UChicago breakthrough opens field of study, potential avenues for medicine

A group of University of Chicago scientists has uncovered a previously unknown way that our genes are made into reality.

Rather than directions going one-way from DNA to RNA to proteins, the latest study shows that RNA itself modulates how DNA is transcribed—using a chemical process that is increasingly apparent to be vital to biology. The discovery has significant implications for our understanding of human disease and drug design. 

“It appears to be a fundamental pathway we didn’t know about. Anytime that happens, it holds promise to open up completely new directions of research and inquiry,” said Prof. Chuan He, a world-renowned chemist. 

The human body is among the most complex pieces of machinery to exist. Every time you so much as scratch your nose, you’re using more intricate engineering than any rocket ship or supercomputer ever designed. It’s taken us centuries to deconstruct how this works, and each time someone discovers a new mechanism, a few more mysteries of human health make sense—and new treatments become available. 

For example, in 2011, He opened a new avenue of research with his discovery of a particular process called reversible RNA methylation, which plays a critical role in how genes are expressed.  

The picture many of us remember learning in school is an orderly progression: DNA is transcribed into RNA, which then makes proteins that carry out the actual work of living cells. But it turns out there are a lot of wrinkles. 

He’s team found that the molecules called messenger RNA, previously known as simple couriers that carry instructions from DNA to proteins, were actually making their own impacts on protein production. This is done by a reversible chemical reaction called methylation; He’s key breakthrough was showing that this methylation was reversible. It wasn’t a one-time, one-way transaction; it could be erased and reversed. 
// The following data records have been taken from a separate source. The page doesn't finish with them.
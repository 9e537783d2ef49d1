//! Session manager: the lifecycle entry points over the registry, the
//! pairing controller, the session store and the device provider.
//!
//! One [`SessionManager`] is shared by every inbound request. It keeps at
//! most one live [`ConnectionHandle`] per (tenant, session key) and mirrors
//! transport events into the store.

mod events;
mod lifecycle;
mod messaging;
mod reconcile;

use std::sync::atomic::AtomicBool;
use std::sync::Arc;

use crate::media::MediaFetcher;
use crate::pairing::{PairingConfig, PairingController};
use crate::session::{ConnectionHandle, HandleKey, SessionRegistry};
use crate::store::SessionRepository;
use crate::transport::DeviceProvider;
use crate::Result;

pub use lifecycle::{DisconnectOutcome, PairingCode, Registration};
pub use messaging::{normalize_recipient, MediaMessage, MessagingConfig, SentMessage};
pub use reconcile::ReconcileReport;

/// Tunables of the manager.
#[derive(Debug, Clone, Default)]
pub struct ManagerConfig {
    pub pairing: PairingConfig,
    pub messaging: MessagingConfig,
}

/// Coordinates session lifecycles.
pub struct SessionManager {
    repo: Arc<dyn SessionRepository>,
    devices: Arc<dyn DeviceProvider>,
    registry: SessionRegistry,
    pairing: PairingController,
    messaging: MessagingConfig,
    fetcher: MediaFetcher,
    shut_down: AtomicBool,
}

impl SessionManager {
    pub fn new(
        repo: Arc<dyn SessionRepository>,
        devices: Arc<dyn DeviceProvider>,
        config: ManagerConfig,
    ) -> Result<Self> {
        let fetcher = MediaFetcher::new(
            config.messaging.max_download_bytes,
            config.messaging.download_timeout,
        )?;
        Ok(Self {
            pairing: PairingController::new(Arc::clone(&repo), config.pairing),
            repo,
            devices,
            registry: SessionRegistry::new(),
            messaging: config.messaging,
            fetcher,
            shut_down: AtomicBool::new(false),
        })
    }

    pub fn registry(&self) -> &SessionRegistry {
        &self.registry
    }

    pub fn repository(&self) -> &Arc<dyn SessionRepository> {
        &self.repo
    }

    /// Live handle for a session, if any.
    pub fn handle(&self, tenant_id: &str, session_key: &str) -> Result<Option<Arc<ConnectionHandle>>> {
        self.registry.get(&HandleKey::new(tenant_id, session_key))
    }

    /// Install `handle`, tearing down whatever it displaced.
    async fn install(&self, handle: Arc<ConnectionHandle>) -> Result<()> {
        let key = handle.key().clone();
        if let Some(previous) = self.registry.set(key, handle)? {
            previous.teardown().await;
        }
        Ok(())
    }
}
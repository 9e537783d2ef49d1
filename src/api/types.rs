//! API request and response types.

use axum::{http::StatusCode, Json};
use chrono::{DateTime, Utc};
use serde::{Deserialize, Serialize};
use uuid::Uuid;

use crate::error::GatewayError;
use crate::manager::{MediaMessage, PairingCode};
use crate::media::MediaSource;
use crate::session::{Session, SessionProfile, SessionStatus};

/// Error half of every handler result.
pub type ApiError = (StatusCode, Json<ErrorResponse>);

/// Request to register (or re-register) a session.
#[derive(Debug, Clone, Deserialize)]
pub struct RegisterRequest {
    pub session_key: String,
    pub name: String,
    pub email: String,
}

impl RegisterRequest {
    /// Reject blank fields before touching the manager.
    pub fn validate(&self) -> Result<SessionProfile, ApiError> {
        for (field, value) in [
            ("session_key", &self.session_key),
            ("name", &self.name),
            ("email", &self.email),
        ] {
            if value.trim().is_empty() {
                return Err(bad_request(format!("'{}' must not be empty", field)));
            }
        }
        if !self.email.contains('@') {
            return Err(bad_request(format!("'{}' is not an email address", self.email)));
        }
        Ok(SessionProfile::new(self.name.trim(), self.email.trim()))
    }
}

/// Public view of a persisted session. The cached pairing code is left out.
#[derive(Debug, Clone, Serialize)]
pub struct SessionResponse {
    pub id: Uuid,
    pub session_key: String,
    pub name: String,
    pub email: String,
    pub status: SessionStatus,
    #[serde(skip_serializing_if = "Option::is_none")]
    pub account_id: Option<String>,
    /// Whether a live connection handle exists right now.
    pub live: bool,
    pub created_at: DateTime<Utc>,
    pub updated_at: DateTime<Utc>,
    #[serde(skip_serializing_if = "Option::is_none")]
    pub last_connected_at: Option<DateTime<Utc>>,
}

impl SessionResponse {
    pub fn from_session(session: Session, live: bool) -> Self {
        Self {
            id: session.id,
            account_id: session.account_id().map(str::to_string),
            session_key: session.session_key,
            name: session.owner_name,
            email: session.owner_email,
            status: session.status,
            live,
            created_at: session.created_at,
            updated_at: session.updated_at,
            last_connected_at: session.last_connected_at,
        }
    }
}

/// List sessions response.
#[derive(Debug, Clone, Serialize)]
pub struct ListSessionsResponse {
    pub count: usize,
    pub sessions: Vec<SessionResponse>,
}

/// Pairing code query response.
#[derive(Debug, Clone, Serialize)]
pub struct QrResponse {
    pub status: SessionStatus,
    #[serde(skip_serializing_if = "Option::is_none")]
    pub qr_code_base64: Option<String>,
    #[serde(skip_serializing_if = "Option::is_none")]
    pub expires_at: Option<DateTime<Utc>>,
}

impl From<PairingCode> for QrResponse {
    fn from(code: PairingCode) -> Self {
        match code {
            PairingCode::Code { code, expires_at } => Self {
                status: SessionStatus::Pending,
                qr_code_base64: Some(code),
                expires_at: Some(expires_at),
            },
            PairingCode::AlreadyConnected => Self {
                status: SessionStatus::Connected,
                qr_code_base64: None,
                expires_at: None,
            },
        }
    }
}

/// Disconnect response.
#[derive(Debug, Clone, Serialize)]
pub struct DisconnectResponse {
    /// False when there was no live connection to close.
    pub disconnected: bool,
}

/// Request to send a text message.
#[derive(Debug, Clone, Deserialize)]
pub struct SendTextRequest {
    #[serde(alias = "recipient")]
    pub number: String,
    pub text: String,
}

/// Request to send a media message. Exactly one of `media_url` and
/// `media_base64` must be set.
#[derive(Debug, Clone, Deserialize)]
pub struct SendMediaRequest {
    #[serde(alias = "recipient")]
    pub number: String,
    #[serde(default)]
    pub caption: Option<String>,
    #[serde(default)]
    pub media_url: Option<String>,
    #[serde(default)]
    pub media_base64: Option<String>,
    #[serde(default)]
    pub mime_type: Option<String>,
}

impl SendMediaRequest {
    pub fn into_message(self) -> Result<MediaMessage, ApiError> {
        let non_empty = |v: Option<String>| v.filter(|s| !s.trim().is_empty());
        let source = match (non_empty(self.media_url), non_empty(self.media_base64)) {
            (Some(url), None) => MediaSource::Url(url),
            (None, Some(data)) => MediaSource::Base64(data),
            (Some(_), Some(_)) => {
                return Err(bad_request("set only one of 'media_url' and 'media_base64'"))
            }
            (None, None) => return Err(bad_request("'media_url' or 'media_base64' is required")),
        };
        Ok(MediaMessage {
            recipient: self.number,
            source,
            mime_type: non_empty(self.mime_type),
            caption: non_empty(self.caption),
        })
    }
}

/// Generic API error response.
#[derive(Debug, Clone, Serialize)]
pub struct ErrorResponse {
    /// Error code (e.g., "SESSION_NOT_FOUND").
    pub code: String,
    /// Human-readable error message.
    pub message: String,
    /// Additional details (optional).
    #[serde(skip_serializing_if = "Option::is_none")]
    pub details: Option<String>,
}

impl ErrorResponse {
    pub fn new(code: impl Into<String>, message: impl Into<String>) -> Self {
        Self {
            code: code.into(),
            message: message.into(),
            details: None,
        }
    }

    pub fn with_details(mut self, details: impl Into<String>) -> Self {
        self.details = Some(details.into());
        self
    }

    pub fn internal_error(message: impl Into<String>) -> Self {
        Self::new("INTERNAL_ERROR", message)
    }

    pub fn bad_request(message: impl Into<String>) -> Self {
        Self::new("BAD_REQUEST", message)
    }
}

fn bad_request(message: impl Into<String>) -> ApiError {
    (StatusCode::BAD_REQUEST, Json(ErrorResponse::bad_request(message)))
}

/// Map a gateway error onto a status code and JSON body.
pub fn api_error(err: GatewayError) -> ApiError {
    let (status, code) = match &err {
        GatewayError::NotFound(_) => (StatusCode::NOT_FOUND, "SESSION_NOT_FOUND"),
        GatewayError::Conflict(_) => (StatusCode::CONFLICT, "CONFLICT"),
        GatewayError::PairingTimeout => (StatusCode::GATEWAY_TIMEOUT, "PAIRING_TIMEOUT"),
        GatewayError::Expired => (StatusCode::GONE, "QR_EXPIRED"),
        GatewayError::NotGenerated => (StatusCode::NOT_FOUND, "QR_NOT_GENERATED"),
        GatewayError::NotConnected(_) => (StatusCode::CONFLICT, "NOT_CONNECTED"),
        GatewayError::InvalidRecipient(_) => (StatusCode::BAD_REQUEST, "INVALID_RECIPIENT"),
        GatewayError::InvalidMedia(_) => (StatusCode::BAD_REQUEST, "INVALID_MEDIA"),
        GatewayError::MediaDownload(_) => (StatusCode::BAD_GATEWAY, "MEDIA_DOWNLOAD_FAILED"),
        GatewayError::Transport { .. } => (StatusCode::BAD_GATEWAY, "TRANSPORT_ERROR"),
        GatewayError::Persistence(_)
        | GatewayError::Qr(_)
        | GatewayError::LockPoisoned
        | GatewayError::Io(_) => (StatusCode::INTERNAL_SERVER_ERROR, "INTERNAL_ERROR"),
    };

    if status.is_server_error() {
        tracing::error!(error = %err, "request failed");
    }

    let mut body = ErrorResponse::new(code, err.to_string());
    if let Some(source) = std::error::Error::source(&err) {
        body = body.with_details(source.to_string());
    }
    (status, Json(body))
}

#[cfg(test)]
mod tests {
    use super::*;
    use crate::transport::TransportError;

    #[test]
    fn test_register_request_validation() {
        let req: RegisterRequest = serde_json::from_str(
            r#"{"session_key": "alice", "name": " Alice ", "email": "alice@example.com"}"#,
        )
        .unwrap();
        let profile = req.validate().unwrap();
        assert_eq!(profile.name, "Alice");

        let req = RegisterRequest {
            session_key: " ".into(),
            name: "A".into(),
            email: "a@example.com".into(),
        };
        assert_eq!(req.validate().unwrap_err().0, StatusCode::BAD_REQUEST);

        let req = RegisterRequest {
            session_key: "a".into(),
            name: "A".into(),
            email: "not-an-email".into(),
        };
        assert!(req.validate().is_err());
    }

    #[test]
    fn test_media_request_needs_exactly_one_source() {
        let req: SendMediaRequest =
            serde_json::from_str(r#"{"number": "11999", "media_url": "https://x/y.png"}"#).unwrap();
        let message = req.into_message().unwrap();
        assert_eq!(message.source, MediaSource::Url("https://x/y.png".into()));

        let req: SendMediaRequest = serde_json::from_str(r#"{"number": "11999"}"#).unwrap();
        assert!(req.into_message().is_err());

        let req: SendMediaRequest = serde_json::from_str(
            r#"{"number": "11999", "media_url": "https://x", "media_base64": "aGk="}"#,
        )
        .unwrap();
        assert!(req.into_message().is_err());
    }

    #[test]
    fn test_text_request_accepts_recipient_alias() {
        let req: SendTextRequest =
            serde_json::from_str(r#"{"recipient": "11999", "text": "hi"}"#).unwrap();
        assert_eq!(req.number, "11999");
    }

    #[test]
    fn test_error_mapping() {
        let (status, body) = api_error(GatewayError::NotFound("bob".into()));
        assert_eq!(status, StatusCode::NOT_FOUND);
        assert_eq!(body.code, "SESSION_NOT_FOUND");

        let (status, _) = api_error(GatewayError::Expired);
        assert_eq!(status, StatusCode::GONE);

        let (status, body) = api_error(GatewayError::transport(
            "failed to send message",
            TransportError::Send("socket closed".into()),
        ));
        assert_eq!(status, StatusCode::BAD_GATEWAY);
        assert_eq!(body.details.as_deref(), Some("send failed: socket closed"));
    }

    #[test]
    fn test_error_response_serialization() {
        let err = ErrorResponse::new("TEST_ERROR", "Test message");
        let json = serde_json::to_string(&err).unwrap();
        assert!(json.contains("TEST_ERROR"));
        assert!(!json.contains("details"));
    }

    #[test]
    fn test_qr_response_from_code() {
        let response = QrResponse::from(PairingCode::AlreadyConnected);
        assert_eq!(response.status, SessionStatus::Connected);
        assert!(response.qr_code_base64.is_none());
    }
}
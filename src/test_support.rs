//! Fixtures shared by the unit tests.

use crate::config::Clock;
use crate::error::{KeyError, RepositoryError};
use crate::key::{KeyChain, KeyFetcher, KeySet};
use crate::registration::{Party, Platform, Registration, RegistrationRepository, Tool};
use chrono::{DateTime, Duration, Utc};
use jsonwebkey as jwk;
use std::sync::atomic::{AtomicUsize, Ordering};
use std::sync::Mutex;

// Generated using https://mkjwk.org/
pub const PUB_JWK: &str = r#"{
    "kty": "RSA",
    "e": "AQAB",
    "use": "sig",
    "kid": "r50vKukJl4oVaT78O0ELIGS4w8ynMY_4lRSBq-uvTX4",
    "alg": "RS256",
    "n": "rJGYlYJPZZmeZUyxtEdbbzyMZrBbJPMbhkaioazk6_43d9SIYcVWouei6R5WXQrO6chx3HaSUOqRcYv4oF9x6FVrBWSGyxbzjltcnwKOWn3K8qmJWQvv2nLvLJvf_wdUR2IlH2SfGEE9Om6mJG6tw4Hvn0FauCvnS_a5E5oi0-Mp8rDK3KaHKTr7YHPNzKZzYryF8Ids2mb7PULxFNErIUmB6yTuxUjmbLXwRK2nHe2gHnaepYqcTZIQcTgfS8NeAqKUHWwRkvqmi_pIr9g8azwCqQ8cHpaOoxyUtTlSva1ggkiinJdeIP1-RF-ElflqGtqLXF9OJc8Kcd1ivIaEaQ"
}"#;

pub const PRIVATE_JWK: &str = r#"{
    "p": "9WRlEysjzbea25MPFvMMioGvShW4vZD0Qhhc4yVRZz0PpRXpW5wVQKMJqd1N7vfiXA_OMtGY3pTMegUhF_Mw7W2S1b0_2V_xAXYt8g4G0IY0aT9GBETB63ga4FLccJCSkjIagtt5TOhO5IOIDboghEKkQvguNTSJPi3J5Dvp_PM",
    "kty": "RSA",
    "q": "tAdPC8Yo08Cb951vkfWmjZyJuosjRHcWugvrVivnuWVyHouuX9ktbE-JRREhQ7o-58EXJZJ_el07_IE1xKoKlaJ3saEOfWDOApDiJxbbwwnMGCTqdsi8Q07DN4PgYFcSr5MXd9ZFemqVBXW84yFKVXPNKXfR_VoI9GlURQU6YDM",
    "d": "J_qnHeQNnt0jDBbjiH-LmE6vvE6ZHwtPUiFlJg2XD3FaymEro3MDakQ9wsIrgeyyGQk-D7RMm4BsZ6Dk3cqe6hN38sziSYSssktKPvBpqF9COEu8rSuNys8bx_rovv2ksdD0BrzZ-tWKaNIfnYsiqIuexwduDALn1_p10CvCa9HvY9Z_wcuW4hazdMDXZhQIDexldd6hpdB4XgIftqmvrMV7uTCENcLrZ_daJO_dKugybin828asAjXzua2sNCD3QYKmWVR65p-4PBDBKPFWyEuV3C2zpPE_rBex-B1iOwKwlF_-UPMSpPbaGzgyB2Nl4k1UQ7CZBMWswFnS6FnJ_Q",
    "e": "AQAB",
    "use": "sig",
    "kid": "r50vKukJl4oVaT78O0ELIGS4w8ynMY_4lRSBq-uvTX4",
    "qi": "7-uVCCf2T6nQcp4_jHt1YA6hb9anJY5NjA-kPtm4OcbUKQD5i3XoM7Gu3vMgw0fYdLigDa4Nt6qmpOK-On0S74fJdL4iR_8dsq6ytO1Q3Sl7xkvZmNRiQV2lr-DNLR5Wl8UCeoDmKzF8u3Y1riUkr9sk-mrLTWqMSK_r2Th5NKc",
    "dp": "62Ix0gE_hsTntleJ0emxzeo3ykirvKqeogfckcXqH61ipGgwP7-oYygAzP-LEf6VEtnWYMjMajUxLppc9CxCcnz4rC2sYUa2V0CVMepifwM8ovgeoVmS6dt7bFIPQapr7fBBneQIpszvYCMLDp_LMRL7nYGSUVbjjtE9J8CQ4iE",
    "alg": "RS256",
    "dq": "PnMimoT8-Keh8v1sDIfYZNtec5V8gG2HNraXxmaolYl5UttFe_5MYXwdtBXDIkljNOWob-In0nyxKGByFGygC1Q2jSm_awK_s-gqa0Dkrv2hDOcRZm8vz3FtCr72gLTzyHAP_gQYSeTbGO_EvE16CbaH_tCPyYEIBjDbiK3NmD0",
    "n": "rJGYlYJPZZmeZUyxtEdbbzyMZrBbJPMbhkaioazk6_43d9SIYcVWouei6R5WXQrO6chx3HaSUOqRcYv4oF9x6FVrBWSGyxbzjltcnwKOWn3K8qmJWQvv2nLvLJvf_wdUR2IlH2SfGEE9Om6mJG6tw4Hvn0FauCvnS_a5E5oi0-Mp8rDK3KaHKTr7YHPNzKZzYryF8Ids2mb7PULxFNErIUmB6yTuxUjmbLXwRK2nHe2gHnaepYqcTZIQcTgfS8NeAqKUHWwRkvqmi_pIr9g8azwCqQ8cHpaOoxyUtTlSva1ggkiinJdeIP1-RF-ElflqGtqLXF9OJc8Kcd1ivIaEaQ"
}"#;

pub const PLATFORM_PUB_JWK: &str = r#"{
    "kty": "RSA",
    "e": "AQAB",
    "use": "sig",
    "alg": "RS256",
    "n": "qZd2R-vWaMyAyghVEyrBEr7_R5zbry_XvIzjZA5sKSlAU1AbuEXdpQfjUvJKwgLEZUS5nToy2fxTUsiiGpAVeE11955ZdEjGxzHGS9IP_tGvBJ4TPbeSpeQ_0OA6Grfuj5gb4pbeWHRcbSutfmQHKwqE6-HN2WvhAMJC9e86Ljgg0L1oDO2XZOAEOUE6RvQuKctUcqGRwyu-6tf9Co4muAonVUn2Qo5M680f1KF0xSAuAJfKroDoKgsbHC6PasYG40CRogDRECyuWESGA1NVPjYVUmWIlRFQZF3icPdJ2kz_PGmU_d4vROSHqoNW34oasSmTwKlmwW6EPdrOcd5IoQ"
}"#;

pub const PLATFORM_PRIVATE_JWK: &str = r#"{
    "kty": "RSA",
    "e": "AQAB",
    "use": "sig",
    "alg": "RS256",
    "n": "qZd2R-vWaMyAyghVEyrBEr7_R5zbry_XvIzjZA5sKSlAU1AbuEXdpQfjUvJKwgLEZUS5nToy2fxTUsiiGpAVeE11955ZdEjGxzHGS9IP_tGvBJ4TPbeSpeQ_0OA6Grfuj5gb4pbeWHRcbSutfmQHKwqE6-HN2WvhAMJC9e86Ljgg0L1oDO2XZOAEOUE6RvQuKctUcqGRwyu-6tf9Co4muAonVUn2Qo5M680f1KF0xSAuAJfKroDoKgsbHC6PasYG40CRogDRECyuWESGA1NVPjYVUmWIlRFQZF3icPdJ2kz_PGmU_d4vROSHqoNW34oasSmTwKlmwW6EPdrOcd5IoQ",
    "d": "HvhJ4VhwDzNJUZuz7YwhNgsrEyjR9WwHOaeA3wTDO8EMvioi5cPcdga6vKsCe-uFcfja7Jt0LdqmXLfG4pLtWMrMgCuqqlGf-0BbtfzmbuJb07wKR3r-jMzh2oMYGUj9h7t_XCGw-PZG6qjPRgV-SZ3iKDFUJiBNNpZDJCZLuaS5k_Bf-LQ2mJNatAAZs96T-j7vuJz2wIW-YyJhJ_Ax7qgGmV3-AqXr640GM405ZbmSGkBdHWjMUhRCw5Q10Kw_LtnwRJrb5UPkdoRTZrug12TL1RFvG3r7_YWbLN685yHwzCkqrvL1lKI-Niaenr8S5IMK6dcXbU0gy6it_3nl",
    "p": "7eaa0oEem1QaWDNReMOaNs2UU-w8P3OGDD4-LpfleRuZ64RQaEONfv9KARyq8-7P1wr_2j46c2mzHCYNMUjMEt1JmXUvnGgEfRnWio6zTA45o-iE3LpskNkGG5WczyDG-HF7E-7VA5Wl8WuYn2B6v4To-ASz5XYrAgSWQreo2kU",
    "q": "tn50-1da-mxH_1-3VZ7lb0zAXypnC9y6QYsLVyAmEkGHvHiTv_NIXUsffSqKwtPayCk4S4YNb2KOTzi4GOUDMmq7b_4Io4q6dy5_kR9tOLHrQv_W_8U1W8TOWaCeCPk0vp6Rm-wtWhFNPhvniNYKL_kheeslZHONId1X2OaIKK0",
    "dp": "WWsY_FBN6cI12LsJP2P9_eVNgDHF_29zjfyDMM4lEV0_gFeORXJGp9pavYpB80fq1QAsZKKJI8Ix8T2YLdMX6WtFc6mpSJeMQF1K12-Fkuux3JrT_YcQsWzxL8MPWocOYml9AmP9qsg_xDtV9Wm1GXFig355A6FjzvFcbR1NGSU",
    "dq": "Rn9hZ3refWD5CzEJnLzOOwm2Qs0Zk56IISu6jMSxkFnaOreFtCAiM1AC8RJPGmZG3Q33Xk2BwSacfQQXMh699mr-z4ueALdlwwamZwRx5_XrQS2d-55ON442fK8sfaDvfDe7XjWFa4bFhRm4fsbYlqGyCewJvN1ahtt_xR2BOd0",
    "qi": "6X8ZmNSy1a4BghJcpdVlPdieplT6R_iEVHKQPxmEYcBqfyUd0x3w5CxGa_5twCqscnPYU26qpQsvD_S-hN7jbxLUj5FGklD3paxWUicgHAamF8fLky2lCypvMDaNHQYqzsNye1id8Wuy0SAXcXsmPy95-McN0N11KQtJyGoaEbI"
}"#;

pub fn tool_key_chain() -> KeyChain {
    KeyChain::from_jwk("toolKeyChain", "toolKeySet", PUB_JWK, Some(PRIVATE_JWK)).unwrap()
}

pub fn platform_key_chain() -> KeyChain {
    KeyChain::from_jwk(
        "platformKeyChain",
        "platformKeySet",
        PLATFORM_PUB_JWK,
        Some(PLATFORM_PRIVATE_JWK),
    )
    .unwrap()
}

pub fn registration_without_keys() -> Registration {
    Registration::new(
        "registrationIdentifier",
        "registrationClientId",
        Platform {
            identifier: "platformIdentifier".to_owned(),
            name: "platformName".to_owned(),
            audience: "platformAudience".to_owned(),
            oidc_authentication_url: "http://platform.com/oidc-auth".to_owned(),
        },
        Tool {
            identifier: "toolIdentifier".to_owned(),
            name: "toolName".to_owned(),
            audience: "toolAudience".to_owned(),
            oidc_initiation_url: "http://tool.com/oidc-init".to_owned(),
            launch_url: Some("http://tool.com/launch".to_owned()),
        },
        vec!["deploymentIdentifier".to_owned()],
    )
}

pub fn registration() -> Registration {
    registration_without_keys()
        .with_key_chain(Party::Platform, platform_key_chain())
        .with_key_chain(Party::Tool, tool_key_chain())
}

/// Clock standing still until told to move.
pub struct FixedClock(Mutex<DateTime<Utc>>);

impl FixedClock {
    pub fn at(now: DateTime<Utc>) -> Self {
        FixedClock(Mutex::new(now))
    }

    pub fn advance(&self, seconds: i64) {
        *self.0.lock().unwrap() += Duration::seconds(seconds);
    }
}

impl Clock for FixedClock {
    fn now(&self) -> DateTime<Utc> {
        *self.0.lock().unwrap()
    }
}

/// Serves the key set of both test key chains and counts fetches.
#[derive(Default)]
pub struct RecordingKeyFetcher {
    calls: AtomicUsize,
}

impl RecordingKeyFetcher {
    pub fn calls(&self) -> usize {
        self.calls.load(Ordering::SeqCst)
    }
}

impl KeyFetcher for RecordingKeyFetcher {
    fn fetch_key(&self, jwks_url: &str, key_id: &str) -> Result<jwk::JsonWebKey, KeyError> {
        self.calls.fetch_add(1, Ordering::SeqCst);

        let chains = [platform_key_chain(), tool_key_chain()];
        KeySet::from_key_chains(&chains)
            .find(key_id)
            .cloned()
            .ok_or_else(|| KeyError::KeyNotFound {
                url: jwks_url.to_owned(),
                kid: key_id.to_owned(),
            })
    }
}

/// Registration store that is always down.
pub struct FailingRegistrationRepository;

impl RegistrationRepository for FailingRegistrationRepository {
    fn find(&self, _: &str) -> Result<Option<Registration>, RepositoryError> {
        Err(RepositoryError::new("generic error"))
    }

    fn find_all(&self) -> Result<Vec<Registration>, RepositoryError> {
        Err(RepositoryError::new("generic error"))
    }

    fn find_by_platform_issuer(
        &self,
        _: &str,
        _: &str,
    ) -> Result<Option<Registration>, RepositoryError> {
        Err(RepositoryError::new("generic error"))
    }
}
“That discovery launched us into a modern era of RNA modification research, which has really exploded in the last few years,” said He. “This is how so much of gene expression is critically affected. It impacts a wide range of biological processes—learning and memory, circadian rhythms, even something so fundamental as how a cell differentiates itself into, say, a blood cell versus a neuron.”

He’s team also identified and characterized a number of “reader” proteins that recognize methylated mRNA and impact target mRNA stability and translation.

But as He’s lab worked with mice to understand the mechanisms, they began to see that messenger RNA methylation could not fully explain everything they observed.

This was mirrored in other experiments. “The data coming out of the community was saying there’s something else out there, something extremely important that we’re missing—that critically impacts many early development events, as well as human diseases such as cancer,” He said.

He’s team discovered that a group of RNAs called chromosome-associated regulatory RNAs, or carRNAs, was using the same methylation process, but these RNAs do not code proteins and are not directly involved in protein translation. Instead, they controlled how DNA itself was stored and transcribed.

“This has major implications in basic biology,” He said. “It directly affects gene transcriptions, and not just a few of them. It could induce global chromatin change and affects transcription of 6,000 genes in the cell line we studied.” 

He sees major implications in biology, especially in human health—everything from identifying the genetic basis of disease to better treating patients.

“There are several biotech companies actively developing small molecule inhibitors of RNA methylation, but right now, even if we successfully develop therapies, we don’t have a full mechanical picture for what’s going on,” he said. “This provides an enormous opportunity to help guide disease indication for testing inhibitors and suggest new opportunities for pharmaceuticals.”

Their breakthrough is only the beginning, He said. “I believe this represents a conceptual change,” he said. “Barriers like these are hard to crack, but once you do, everything flows from there.” 

Citation: “N6-methyladenosine of chromosome-associated regulatory RNA 1 regulates chromatin state and transcription.” Liu et al, Science, Jan. 20, 2020. DOI: 10.1126/science.aay6018

Funding: U.S. National Institutes of Health, National Key R&D Program of China, National Science Foundation, Howard Hughes Medical Institute.